7. The print media of claim 1, further comprising:

first and second tab areas formed on both end portions of the printing area, respectively.

8. The print media of claim 7, wherein

tear lines are formed between the printing area and the first tab area and between the printing area and the second tab area, respectively.

9. A print media of a photo printer, the print media comprising:

a transparent base sheet;

a mark area having first marks formed at regular intervals in a printing direction at one side of the transparent base sheet; and

a printing area having layers stacked on both surfaces of the transparent base sheet other than the mark area so that the layers can respond to heat and display predetermined colors.

10. The print media of claim 9, wherein

a printing start mark representing a printing start position is formed in the mark area.

11. The print media of claim 10, wherein

at least one mark having a length different in the printing direction from that of the first marks is formed in the mark area.

12. The print media of claim 11, wherein

the second mark is longer than that of the first marks in the printing direction, and the printing start position corresponds to a first mark formed after the second mark.

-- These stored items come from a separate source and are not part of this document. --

use crate::types::PokeType;
use serde::{Deserialize, Serialize};
use std::fmt;

#[derive(Debug, Clone, Copy, PartialEq, Eq, Serialize, Deserialize)]
#[serde(rename_all = "lowercase")]
pub enum MoveCategory {
    Physical,
    Special,
    Status,
}

impl MoveCategory {
    pub fn name(self) -> &'static str {
        match self {
            MoveCategory::Physical => "PHYSICAL",
            MoveCategory::Special => "SPECIAL",
            MoveCategory::Status => "STATUS",
        }
    }
}

#[derive(Debug, Clone, Copy, PartialEq, Eq, Serialize, Deserialize)]
#[serde(rename_all = "lowercase")]
pub enum StatusCondition {
    Burn,
    Paralysis,
    Poison,
    Sleep,
}

impl StatusCondition {
    /// Short protocol code, as shown on the battle HUD.
    pub fn code(self) -> &'static str {
        match self {
            StatusCondition::Burn => "BRN",
            StatusCondition::Paralysis => "PAR",
            StatusCondition::Poison => "PSN",
            StatusCondition::Sleep => "SLP",
        }
    }

    /// Types that can never receive this status.
    pub fn blocked_by(self, t: PokeType) -> bool {
        matches!(
            (self, t),
            (StatusCondition::Burn, PokeType::Fire)
                | (StatusCondition::Paralysis, PokeType::Electric)
                | (StatusCondition::Poison, PokeType::Poison)
                | (StatusCondition::Poison, PokeType::Steel)
        )
    }
}

#[derive(Debug, Clone, Copy, PartialEq, Eq, Serialize, Deserialize)]
#[serde(rename_all = "lowercase")]
pub enum Weather {
    Sun,
    Rain,
    Sand,
    Snow,
}

impl Weather {
    pub fn name(self) -> &'static str {
        match self {
            Weather::Sun => "SUNNYDAY",
            Weather::Rain => "RAINDANCE",
            Weather::Sand => "SANDSTORM",
            Weather::Snow => "SNOW",
        }
    }
}

#[derive(Debug, Clone, Copy, PartialEq, Eq, Serialize, Deserialize)]
#[serde(rename_all = "lowercase")]
pub enum Terrain {
    Electric,
    Grassy,
    Misty,
    Psychic,
}

impl Terrain {
    pub fn name(self) -> &'static str {
        match self {
            Terrain::Electric => "ELECTRIC_TERRAIN",
            Terrain::Grassy => "GRASSY_TERRAIN",
            Terrain::Misty => "MISTY_TERRAIN",
            Terrain::Psychic => "PSYCHIC_TERRAIN",
        }
    }

    /// Move type boosted by this terrain.
    pub fn boosted_type(self) -> PokeType {
        match self {
            Terrain::Electric => PokeType::Electric,
            Terrain::Grassy => PokeType::Grass,
            Terrain::Misty => PokeType::Fairy,
            Terrain::Psychic => PokeType::Psychic,
        }
    }
}

#[derive(Debug, Clone, Copy, PartialEq, Eq, Serialize, Deserialize)]
#[serde(rename_all = "lowercase")]
pub enum SideCondition {
    Reflect,
    LightScreen,
}

impl SideCondition {
    pub fn name(self) -> &'static str {
        match self {
            SideCondition::Reflect => "REFLECT",
            SideCondition::LightScreen => "LIGHT_SCREEN",
        }
    }
}

impl fmt::Display for SideCondition {
    fn fmt(&self, f: &mut fmt::Formatter<'_>) -> fmt::Result {
        f.write_str(self.name())
    }
}

fn default_accuracy() -> f32 {
    100.0
}

fn default_pp() -> u8 {
    10
}

/// A move as carried by a team member. `accuracy` is a percentage; `0` means the move never misses.
#[derive(Debug, Clone, Serialize, Deserialize)]
pub struct Move {
    #[serde(default)]
    pub id: String,
    pub name: String,
    #[serde(rename = "type")]
    pub move_type: PokeType,
    pub category: MoveCategory,
    #[serde(default)]
    pub power: u32,
    #[serde(default = "default_accuracy")]
    pub accuracy: f32,
    #[serde(default)]
    pub priority: i32,
    #[serde(default = "default_pp")]
    pub pp: u8,
    #[serde(default)]
    pub status: Option<StatusCondition>,
    /// Percent chance to inflict `status`; absent means a guaranteed status move.
    #[serde(default)]
    pub status_chance: Option<f32>,
    #[serde(default)]
    pub set_weather: Option<Weather>,
    #[serde(default)]
    pub set_terrain: Option<Terrain>,
    #[serde(default)]
    pub side_condition: Option<SideCondition>,
}

impl Move {
    pub fn is_damaging(&self) -> bool {
        self.power > 0 && !matches!(self.category, MoveCategory::Status)
    }

    /// Lower-case identifier, derived from the name when none was given.
    pub fn ident(&self) -> String {
        if self.id.is_empty() {
            to_id(&self.name)
        } else {
            self.id.clone()
        }
    }
}

#[derive(Debug, Clone, Serialize, Deserialize)]
pub struct Stats {
    pub hp: u32,
    pub atk: u32,
    pub def: u32,
    pub spa: u32,
    pub spd: u32,
    pub spe: u32,
}

#[derive(Debug, Clone, Serialize, Deserialize)]
pub struct Pokemon {
    pub name: String,
    #[serde(default)]
    pub types: Vec<PokeType>,
    pub stats: Stats,
    #[serde(default)]
    pub moves: Vec<Move>,
}

impl Pokemon {
    pub fn initial_hp(&self) -> i32 {
        self.stats.hp as i32
    }

    pub fn has_type(&self, t: PokeType) -> bool {
        self.types.contains(&t)
    }
}

#[derive(Debug, Clone, Deserialize)]
#[serde(rename_all = "camelCase")]
pub struct TeamsFile {
    #[serde(alias = "team_a")]
    pub team_a: Vec<Pokemon>,
    #[serde(alias = "team_b")]
    pub team_b: Vec<Pokemon>,
}

/// Showdown-style identifier: lower-case ASCII alphanumerics only.
pub fn to_id(name: &str) -> String {
    name.chars()
        .filter(|c| c.is_ascii_alphanumeric())
        .map(|c| c.to_ascii_lowercase())
        .collect()
}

13. The print media of one of claim 9, wherein

a tear line is formed between the printing area and the mark area to divide them.

14. The print media of claim 9, further comprising:

first and second tab areas formed on both end portions of the printing area, respectively.

15. The print media of claim 14, wherein

tear lines are formed between the printing area and the first tab area and between the printing area and the second tab area, respectively.

16. The print media of claim 9, wherein

the first marks are formed at a resolution of 100 to 300 dpi in the printing direction.

17. A photo printer comprising:

a thermal printhead applying heat to a print media to display predetermined colors;

a feed roller feeding the print media;

a feed roller motor driving the feed roller;

a mark detecting unit detecting marks that are formed at predetermined intervals in a printing direction at one side of the print media; and

a control unit controlling the feed roller motor using signals detected by the mark detecting unit to feed the print media.

18. The photo printer of claim 17, wherein

the mark detecting unit is a reflective optical sensor.

19. The photo printer of claim 17, wherein

the print media includes a transparent base sheet, a mark area having the marks formed on the transparent base sheet, and a printing area having layers that are formed on surfaces of the transparent base sheet other than the mark area and the layers respond to heat applied to the thermal printhead to display the predetermined colors, and the mark detecting unit is a transparent optical sensor composed of a light emitting unit and a light receiving unit formed over and under the mark area, respectively.

20. The photo printer of claim 17, further comprising:

a puncher forming a tear line between the mark area, on which the marks are formed, and the printing area, on which printing is done, when the print media is discharged.